**Saved data entries**:

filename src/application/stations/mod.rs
//! Station module: ownership-scoped station operations

pub mod service;

pub use service::StationService;
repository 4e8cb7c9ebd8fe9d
//! Charging station module: ownership-scoped CRUD

pub mod dto;
pub mod handlers;

pub use dto::*;
pub use handlers::*;
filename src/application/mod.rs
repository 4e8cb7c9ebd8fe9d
//! Application layer: use cases built on the domain traits

pub mod identity;
pub mod stations;

pub use identity::{AuthSession, CredentialService};
pub use stations::StationService;
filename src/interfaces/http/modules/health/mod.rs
pub mod handlers;

pub use handlers::*;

**Exercise prompt**:
The records above are to be duplicated in full and exactly.

**Result**:
filename src/application/stations/mod.rs
//! Station module: ownership-scoped station operations

pub mod service;

pub use service::StationService;
repository 4e8cb7c9ebd8fe9d
//! Charging station module: ownership-scoped CRUD

pub mod dto;
pub mod handlers;

pub use dto::*;
pub use handlers::*;
filename src/application/mod.rs
repository 4e8cb7c9ebd8fe9d
//! Application layer: use cases built on the domain traits

pub mod identity;
pub mod stations;

pub use identity::{AuthSession, CredentialService};
pub use stations::StationService;
filename src/interfaces/http/modules/health/mod.rs
pub mod handlers;

pub use handlers::*;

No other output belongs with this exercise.